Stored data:

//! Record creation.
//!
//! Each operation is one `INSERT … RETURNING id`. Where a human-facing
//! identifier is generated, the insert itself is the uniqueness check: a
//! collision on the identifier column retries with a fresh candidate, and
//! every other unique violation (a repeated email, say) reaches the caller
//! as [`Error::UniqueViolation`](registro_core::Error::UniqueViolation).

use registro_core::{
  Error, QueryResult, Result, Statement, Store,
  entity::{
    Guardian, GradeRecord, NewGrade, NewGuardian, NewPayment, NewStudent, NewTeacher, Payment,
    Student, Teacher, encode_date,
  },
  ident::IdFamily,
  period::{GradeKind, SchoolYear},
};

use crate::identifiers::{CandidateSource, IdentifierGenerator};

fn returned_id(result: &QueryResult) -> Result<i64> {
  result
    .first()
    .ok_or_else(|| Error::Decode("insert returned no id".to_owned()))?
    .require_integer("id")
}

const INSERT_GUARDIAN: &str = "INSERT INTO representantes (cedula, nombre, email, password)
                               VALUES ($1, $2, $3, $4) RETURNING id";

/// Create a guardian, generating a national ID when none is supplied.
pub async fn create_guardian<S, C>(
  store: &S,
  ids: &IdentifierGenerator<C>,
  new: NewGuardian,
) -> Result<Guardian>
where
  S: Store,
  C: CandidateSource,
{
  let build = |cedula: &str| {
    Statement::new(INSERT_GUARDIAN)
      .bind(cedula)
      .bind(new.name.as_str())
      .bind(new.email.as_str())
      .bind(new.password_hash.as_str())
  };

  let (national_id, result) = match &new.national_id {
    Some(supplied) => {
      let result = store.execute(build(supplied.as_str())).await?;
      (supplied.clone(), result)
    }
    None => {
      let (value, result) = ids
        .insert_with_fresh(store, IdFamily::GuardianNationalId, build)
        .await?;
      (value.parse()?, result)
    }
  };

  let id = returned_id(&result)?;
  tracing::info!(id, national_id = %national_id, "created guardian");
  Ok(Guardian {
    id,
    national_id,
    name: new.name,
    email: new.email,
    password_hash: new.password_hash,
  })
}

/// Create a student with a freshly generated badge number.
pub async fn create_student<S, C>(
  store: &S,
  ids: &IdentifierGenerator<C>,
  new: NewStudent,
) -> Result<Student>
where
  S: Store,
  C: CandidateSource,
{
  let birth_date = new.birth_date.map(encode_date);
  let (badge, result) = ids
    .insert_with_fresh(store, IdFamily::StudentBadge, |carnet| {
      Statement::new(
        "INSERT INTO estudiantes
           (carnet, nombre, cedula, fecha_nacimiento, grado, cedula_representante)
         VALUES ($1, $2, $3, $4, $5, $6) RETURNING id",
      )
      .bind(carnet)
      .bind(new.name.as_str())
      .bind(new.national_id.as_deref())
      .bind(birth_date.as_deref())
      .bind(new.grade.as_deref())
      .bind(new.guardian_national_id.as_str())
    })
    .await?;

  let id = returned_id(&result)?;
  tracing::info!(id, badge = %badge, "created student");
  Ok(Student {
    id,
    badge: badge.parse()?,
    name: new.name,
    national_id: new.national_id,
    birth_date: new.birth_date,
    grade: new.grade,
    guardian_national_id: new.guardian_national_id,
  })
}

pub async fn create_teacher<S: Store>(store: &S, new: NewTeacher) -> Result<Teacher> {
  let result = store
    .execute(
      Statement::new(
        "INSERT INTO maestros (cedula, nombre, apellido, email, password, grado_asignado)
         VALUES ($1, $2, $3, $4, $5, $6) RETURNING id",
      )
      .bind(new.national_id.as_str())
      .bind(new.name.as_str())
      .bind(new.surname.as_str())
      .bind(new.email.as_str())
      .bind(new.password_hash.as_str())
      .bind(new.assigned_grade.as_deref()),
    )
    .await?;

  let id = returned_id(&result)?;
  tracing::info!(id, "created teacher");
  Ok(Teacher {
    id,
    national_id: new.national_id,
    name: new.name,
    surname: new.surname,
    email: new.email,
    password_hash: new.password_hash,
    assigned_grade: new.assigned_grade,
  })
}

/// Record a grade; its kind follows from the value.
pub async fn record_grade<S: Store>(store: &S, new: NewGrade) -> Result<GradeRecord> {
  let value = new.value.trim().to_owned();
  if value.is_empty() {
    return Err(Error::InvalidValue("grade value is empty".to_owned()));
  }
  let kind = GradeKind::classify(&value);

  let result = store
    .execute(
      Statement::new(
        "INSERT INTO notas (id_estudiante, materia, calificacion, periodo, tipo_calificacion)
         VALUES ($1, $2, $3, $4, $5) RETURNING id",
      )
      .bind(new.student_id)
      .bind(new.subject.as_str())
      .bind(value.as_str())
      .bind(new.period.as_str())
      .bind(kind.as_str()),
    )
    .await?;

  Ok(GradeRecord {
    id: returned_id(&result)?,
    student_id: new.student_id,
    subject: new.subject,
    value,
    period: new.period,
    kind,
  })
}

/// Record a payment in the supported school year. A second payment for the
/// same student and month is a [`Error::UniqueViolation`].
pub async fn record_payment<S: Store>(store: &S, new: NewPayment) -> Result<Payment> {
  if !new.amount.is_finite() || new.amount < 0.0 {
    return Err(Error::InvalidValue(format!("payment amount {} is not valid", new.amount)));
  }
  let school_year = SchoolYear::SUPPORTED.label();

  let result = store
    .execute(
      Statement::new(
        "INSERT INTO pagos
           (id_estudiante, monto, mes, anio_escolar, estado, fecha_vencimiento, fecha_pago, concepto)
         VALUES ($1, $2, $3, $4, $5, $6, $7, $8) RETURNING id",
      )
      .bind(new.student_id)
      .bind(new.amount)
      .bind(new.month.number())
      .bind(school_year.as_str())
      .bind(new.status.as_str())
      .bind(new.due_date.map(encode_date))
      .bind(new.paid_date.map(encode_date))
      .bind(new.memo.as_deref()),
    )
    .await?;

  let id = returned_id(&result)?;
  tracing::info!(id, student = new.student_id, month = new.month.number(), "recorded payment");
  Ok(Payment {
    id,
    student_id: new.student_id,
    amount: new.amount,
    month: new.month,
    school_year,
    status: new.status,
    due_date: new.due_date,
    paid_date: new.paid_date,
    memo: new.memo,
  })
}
* * *
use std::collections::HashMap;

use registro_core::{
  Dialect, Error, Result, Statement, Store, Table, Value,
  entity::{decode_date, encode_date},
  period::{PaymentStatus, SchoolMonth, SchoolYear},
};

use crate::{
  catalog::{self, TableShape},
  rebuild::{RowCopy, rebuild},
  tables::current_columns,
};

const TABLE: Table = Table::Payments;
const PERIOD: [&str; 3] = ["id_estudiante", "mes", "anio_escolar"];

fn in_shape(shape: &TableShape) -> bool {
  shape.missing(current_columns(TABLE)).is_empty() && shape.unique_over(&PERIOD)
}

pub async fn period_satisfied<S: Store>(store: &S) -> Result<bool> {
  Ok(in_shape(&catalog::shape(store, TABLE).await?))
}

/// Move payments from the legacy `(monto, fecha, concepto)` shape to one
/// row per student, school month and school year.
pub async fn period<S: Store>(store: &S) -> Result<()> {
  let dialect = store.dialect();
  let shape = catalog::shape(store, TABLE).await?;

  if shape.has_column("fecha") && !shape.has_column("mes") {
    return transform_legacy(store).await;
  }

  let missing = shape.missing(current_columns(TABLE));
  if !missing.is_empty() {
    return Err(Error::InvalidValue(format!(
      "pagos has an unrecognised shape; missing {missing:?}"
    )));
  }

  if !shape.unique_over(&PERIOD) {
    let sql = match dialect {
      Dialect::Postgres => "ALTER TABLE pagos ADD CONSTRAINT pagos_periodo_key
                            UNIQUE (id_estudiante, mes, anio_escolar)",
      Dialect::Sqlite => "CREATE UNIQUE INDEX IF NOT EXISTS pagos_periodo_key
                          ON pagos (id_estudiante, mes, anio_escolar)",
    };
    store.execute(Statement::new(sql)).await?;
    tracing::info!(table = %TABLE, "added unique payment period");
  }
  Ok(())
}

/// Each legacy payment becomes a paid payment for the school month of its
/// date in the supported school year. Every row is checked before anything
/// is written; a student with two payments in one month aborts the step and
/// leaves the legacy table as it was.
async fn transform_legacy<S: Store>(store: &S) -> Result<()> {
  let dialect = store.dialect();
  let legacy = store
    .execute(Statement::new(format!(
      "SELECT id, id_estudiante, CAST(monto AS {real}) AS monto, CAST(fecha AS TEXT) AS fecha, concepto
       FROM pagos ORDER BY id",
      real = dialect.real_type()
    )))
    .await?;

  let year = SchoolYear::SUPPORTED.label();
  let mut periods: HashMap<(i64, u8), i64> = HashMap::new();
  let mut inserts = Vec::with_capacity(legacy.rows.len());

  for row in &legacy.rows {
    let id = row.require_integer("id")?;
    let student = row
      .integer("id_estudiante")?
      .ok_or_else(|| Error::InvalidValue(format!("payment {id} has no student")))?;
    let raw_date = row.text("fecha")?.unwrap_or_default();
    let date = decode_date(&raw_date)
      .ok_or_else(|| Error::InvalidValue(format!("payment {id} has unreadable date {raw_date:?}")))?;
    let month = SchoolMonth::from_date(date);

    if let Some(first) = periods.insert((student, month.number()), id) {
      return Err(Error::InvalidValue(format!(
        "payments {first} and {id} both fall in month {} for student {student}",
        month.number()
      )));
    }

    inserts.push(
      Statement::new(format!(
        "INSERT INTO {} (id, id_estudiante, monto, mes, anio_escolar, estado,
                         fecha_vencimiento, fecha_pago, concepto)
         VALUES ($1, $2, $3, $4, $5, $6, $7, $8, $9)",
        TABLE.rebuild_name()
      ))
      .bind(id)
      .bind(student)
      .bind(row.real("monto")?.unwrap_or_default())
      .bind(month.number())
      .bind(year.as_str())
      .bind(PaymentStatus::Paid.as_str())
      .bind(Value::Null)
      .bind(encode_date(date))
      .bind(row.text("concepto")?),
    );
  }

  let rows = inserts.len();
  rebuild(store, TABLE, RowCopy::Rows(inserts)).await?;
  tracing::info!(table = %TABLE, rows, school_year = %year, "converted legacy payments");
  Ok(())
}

=== Task ===
Find the lines above that contain the word "NewTeacher" and copy each one.

=== Output below ===
    Guardian, GradeRecord, NewGrade, NewGuardian, NewPayment, NewStudent, NewTeacher, Payment,
pub async fn create_teacher<S: Store>(store: &S, new: NewTeacher) -> Result<Teacher> {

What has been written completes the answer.